En moraliste distancé et volontiers cruel, Preminger dépeint ainsi les moeurs d’un certain milieu (l’intelligensia new-yorkaise) à une certaine époque de la société américaine (décomplexée, lubrique) et de son cinéma (la modernité, la disparition du code Hays). La première scène du film donne le ton : Julie se prépare pour une réception mondaine où se trouvera réuni tout le gratin littéraire de l’époque. Elle s’habille d’un top tressé qui laisse deviner sa peau par intermittences. Au dernier moment, comme si elle prenait subitement conscience de l’absence de censure, Julie enlève son soutien gorge, offrant sa poitrine en spectacle à tous les hommes qui la croisent. De la possibilité de filmer des corps nus qui s’offre pour la première fois à Preminger, celui-ci ne retient que des échecs, des situations gênantes et ridicules, des personnages incapables de jouir alors même qu’ils ne pensent qu’à ça. La nudité ici est surtout celle d’hommes âgés et replets, comme si Preminger disait au spectateur : « Vous vouliez de la nudité ? En voilà ! ». Pour un cinéaste tel que lui, la soudaine permissivité d’Hollywood est d’abord une occasion de lever le voile sur une laideur tant physique que morale, sur les mesquineries intimes et la folie ambiante, la superficialité du petit monde littéraire, le corporatisme médical, bref : sur une vacuité généralisée, qu’exacerbe le vent d’anomie soufflant alors sur la société américaine.
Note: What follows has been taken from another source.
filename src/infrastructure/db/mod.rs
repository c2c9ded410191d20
pub mod migrations;
pub mod pool;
Avec Such good friends, il met en scène une comédie délibérément déplaisante et agressive, commencée sur un ton badin pour virer peu à peu au cauchemar, comme si le film grimpait progressivement des paliers de dépression. Le résultat n’est pas loin d’être angoissant, presque gênant, mais Such good friends n’est en cela que la première étape d’un patient travail de dissolution pessimiste de l’oeuvre, dont The Human Factor (1979) constituera le climax maladif. Les deux films font une sorte d’autoportrait en deux temps de Preminger, lequel, en grand cinéaste de la maîtrise, tenait à orchestrer lui-même son agonie.